<<<<

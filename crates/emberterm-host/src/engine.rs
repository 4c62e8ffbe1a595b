//! The embedding facade: one object a host drives with bytes, input
//! events, and clock ticks.
//!
//! The engine owns parser, screen, renderer, and schedulers, and is a
//! single-owner object: hosts marshal PTY output and UI events onto
//! whatever thread owns it. Results flow back through a polled event
//! queue, never callbacks, so after [`TerminalEngine::shutdown`] nothing
//! can fire.

use std::collections::VecDeque;
use std::time::{Duration, Instant};

use emberterm_core::{Action, BufferPos, Palette, Parser, Screen, Selection};
use tracing::debug;

use crate::input::{self, KeyCode, Modifiers, MouseButton, MouseEvent, MouseEventKind};
use crate::links;
use crate::render::{FrameStats, Renderer, RendererConfig, RowSurface};
use crate::scheduler::{RenderScheduler, ResizeDebouncer, SizeLimits};

/// Wheel steps per notch when scrolling locally through history.
const WHEEL_SCROLL_LINES: isize = 3;

/// Events the host drains after driving the engine.
#[derive(Debug, Clone, PartialEq, Eq)]
pub enum EngineEvent {
    /// Bytes to forward to whatever feeds the terminal.
    Input(Vec<u8>),
    /// The debounced grid size actually changed.
    SizeChanged { cols: u16, rows: u16 },
    /// A modifier-click landed on a detected link.
    LinkClicked(String),
    /// BEL arrived in the output stream.
    Bell,
}

#[derive(Debug, Clone, Copy)]
pub struct EngineConfig {
    pub cols: u16,
    pub rows: u16,
    pub max_scrollback: usize,
    pub frame_interval: Duration,
    pub resize_quiet: Duration,
    pub size_limits: SizeLimits,
    pub renderer: RendererConfig,
    /// Holding this modifier keeps mouse events local for selection even
    /// when the application tracks the mouse.
    pub selection_modifier: Modifiers,
    /// Clicking with this modifier held opens links.
    pub link_modifier: Modifiers,
}

impl Default for EngineConfig {
    fn default() -> Self {
        Self {
            cols: 80,
            rows: 24,
            max_scrollback: 10_000,
            frame_interval: Duration::from_millis(16),
            resize_quiet: Duration::from_millis(150),
            size_limits: SizeLimits::default(),
            renderer: RendererConfig::default(),
            selection_modifier: Modifiers::SHIFT,
            link_modifier: Modifiers::CTRL,
        }
    }
}

pub struct TerminalEngine {
    parser: Parser,
    screen: Screen,
    renderer: Renderer,
    frames: RenderScheduler,
    resizes: ResizeDebouncer,
    events: VecDeque<EngineEvent>,
    selecting: bool,
    config: EngineConfig,
}

impl TerminalEngine {
    #[must_use]
    pub fn new(config: EngineConfig) -> Self {
        Self {
            parser: Parser::new(),
            screen: Screen::new(config.cols, config.rows, config.max_scrollback),
            renderer: Renderer::new(Palette::default(), config.renderer),
            frames: RenderScheduler::new(config.frame_interval),
            resizes: ResizeDebouncer::new(config.resize_quiet, config.size_limits),
            events: VecDeque::new(),
            selecting: false,
            config,
        }
    }

    #[must_use]
    pub fn screen(&self) -> &Screen {
        &self.screen
    }

    #[must_use]
    pub fn renderer(&self) -> &Renderer {
        &self.renderer
    }

    /// Feed output bytes. Chunk boundaries are arbitrary; sequences split
    /// anywhere reassemble.
    pub fn write(&mut self, bytes: &[u8]) {
        for action in self.parser.feed(bytes) {
            if action == Action::Bell {
                self.events.push_back(EngineEvent::Bell);
            }
            self.screen.apply(&action);
        }
        if !self.screen.dirty().is_empty() {
            self.frames.request();
        }
    }

    /// Record a raw resize request; it commits after the quiet period.
    pub fn resize_request(&mut self, cols: u16, rows: u16, now: Instant) {
        self.resizes.request(cols, rows, now);
    }

    /// Periodic tick: commits due resizes and renders at most one frame.
    pub fn tick(&mut self, now: Instant, surface: &mut impl RowSurface) -> Option<FrameStats> {
        if let Some((cols, rows)) = self.resizes.poll(now) {
            self.apply_resize(cols, rows);
        }
        if self.frames.poll(now) {
            return Some(self.renderer.render_frame(&mut self.screen, surface));
        }
        None
    }

    fn apply_resize(&mut self, cols: u16, rows: u16) {
        debug!(cols, rows, "committing resize");
        self.screen.resize(cols, rows);
        self.events.push_back(EngineEvent::SizeChanged { cols, rows });
        self.frames.request();
    }

    /// A key press. Typing snaps a scrolled-back view to live.
    pub fn key(&mut self, code: KeyCode, mods: Modifiers) {
        let bytes = input::encode_key(code, mods);
        if bytes.is_empty() {
            return;
        }
        if self.renderer.view_offset() != 0 {
            self.renderer.reset_view();
            self.frames.request();
        }
        self.events.push_back(EngineEvent::Input(bytes));
    }

    /// Committed text from the host (IME composition, character input that
    /// bypassed key translation). Passed through as UTF-8.
    pub fn text(&mut self, text: &str) {
        if text.is_empty() {
            return;
        }
        if self.renderer.view_offset() != 0 {
            self.renderer.reset_view();
            self.frames.request();
        }
        self.events
            .push_back(EngineEvent::Input(text.as_bytes().to_vec()));
    }

    pub fn paste(&mut self, text: &str) {
        let bracketed = self
            .screen
            .modes()
            .contains(emberterm_core::Mode::BRACKETED_PASTE);
        self.events
            .push_back(EngineEvent::Input(input::encode_paste(text, bracketed)));
    }

    pub fn focus(&mut self, gained: bool) {
        let bytes = input::encode_focus(gained, self.screen.modes());
        if !bytes.is_empty() {
            self.events.push_back(EngineEvent::Input(bytes));
        }
    }

    /// A mouse event. Goes to the application when its tracking modes
    /// capture it, unless the selection modifier forces local handling.
    pub fn mouse(&mut self, event: MouseEvent) {
        let force_local = event.mods.contains(self.config.selection_modifier);
        if !force_local && input::mouse_captured(event.kind, self.screen.modes()) {
            let bytes = input::encode_mouse(&event, self.screen.modes());
            if !bytes.is_empty() {
                self.events.push_back(EngineEvent::Input(bytes));
            }
            return;
        }
        self.mouse_local(event);
    }

    fn mouse_local(&mut self, event: MouseEvent) {
        match event.kind {
            MouseEventKind::Down(MouseButton::Left) => {
                if event.mods.contains(self.config.link_modifier) {
                    if let Some(text) = self.link_under(event.row, event.col) {
                        self.events.push_back(EngineEvent::LinkClicked(text));
                        return;
                    }
                }
                let anchor = self.buffer_pos(event.row, event.col);
                self.selecting = true;
                self.renderer.set_selection(Some(Selection::new(anchor)));
                self.frames.request();
            }
            MouseEventKind::Drag(MouseButton::Left) => {
                if self.selecting
                    && let Some(mut sel) = self.renderer.selection()
                {
                    sel.end = self.buffer_pos(event.row, event.col);
                    self.renderer.set_selection(Some(sel));
                    self.frames.request();
                }
            }
            MouseEventKind::Up(MouseButton::Left) => {
                self.selecting = false;
            }
            MouseEventKind::WheelUp => self.scroll_view(WHEEL_SCROLL_LINES),
            MouseEventKind::WheelDown => self.scroll_view(-WHEEL_SCROLL_LINES),
            _ => {}
        }
    }

    /// Scroll the view through history; positive moves toward older lines.
    pub fn scroll_view(&mut self, lines: isize) {
        self.renderer.scroll_view(lines, &self.screen);
        self.frames.request();
    }

    /// Extract and clear the selection.
    pub fn copy_selection(&mut self) -> Option<String> {
        let selection = self.renderer.selection()?;
        let text = selection.extract_text(&self.screen);
        self.renderer.set_selection(None);
        self.selecting = false;
        self.frames.request();
        if text.is_empty() { None } else { Some(text) }
    }

    /// Drain all queued events in arrival order.
    pub fn drain_events(&mut self) -> Vec<EngineEvent> {
        self.events.drain(..).collect()
    }

    /// Drop all pending work; subsequent ticks render nothing.
    pub fn shutdown(&mut self) {
        self.frames.shutdown();
        self.events.clear();
    }

    fn buffer_pos(&self, row: u16, col: u16) -> BufferPos {
        let sb_len = self.screen.scrollback().len();
        // The offset can exceed the history length right after ED 3
        // (clearing scrollback dirties no rows, so the view has not
        // snapped back yet).
        let line = sb_len - self.renderer.view_offset().min(sb_len) + usize::from(row);
        BufferPos::new(line as u32, col.min(self.screen.cols().saturating_sub(1)))
    }

    fn link_under(&self, row: u16, col: u16) -> Option<String> {
        let text = self.visible_row_text(row)?;
        let found = links::scan_row(&text);
        links::link_at(&found, col).map(|l| l.text.clone())
    }

    /// Text of the viewport row under the current view offset, one char
    /// per column. Wide tails become spaces so columns stay aligned for
    /// the link hit test.
    fn visible_row_text(&self, row: u16) -> Option<String> {
        let sb_len = self.screen.scrollback().len();
        let line = sb_len - self.renderer.view_offset().min(sb_len) + usize::from(row);
        let cells: Vec<emberterm_core::Cell> = if line < sb_len {
            self.screen.scrollback().line(line)?.cells.clone()
        } else {
            self.screen
                .grid()
                .row_cells((line - sb_len) as u16)?
                .to_vec()
        };
        Some(
            cells
                .iter()
                .map(|c| if c.is_wide_tail() { ' ' } else { c.content })
                .collect(),
        )
    }
}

>>>>

Search the records above for "KeyCode". Copy each line where it is found.

use crate::input::{self, KeyCode, Modifiers, MouseButton, MouseEvent, MouseEventKind};
    pub fn key(&mut self, code: KeyCode, mods: Modifiers) {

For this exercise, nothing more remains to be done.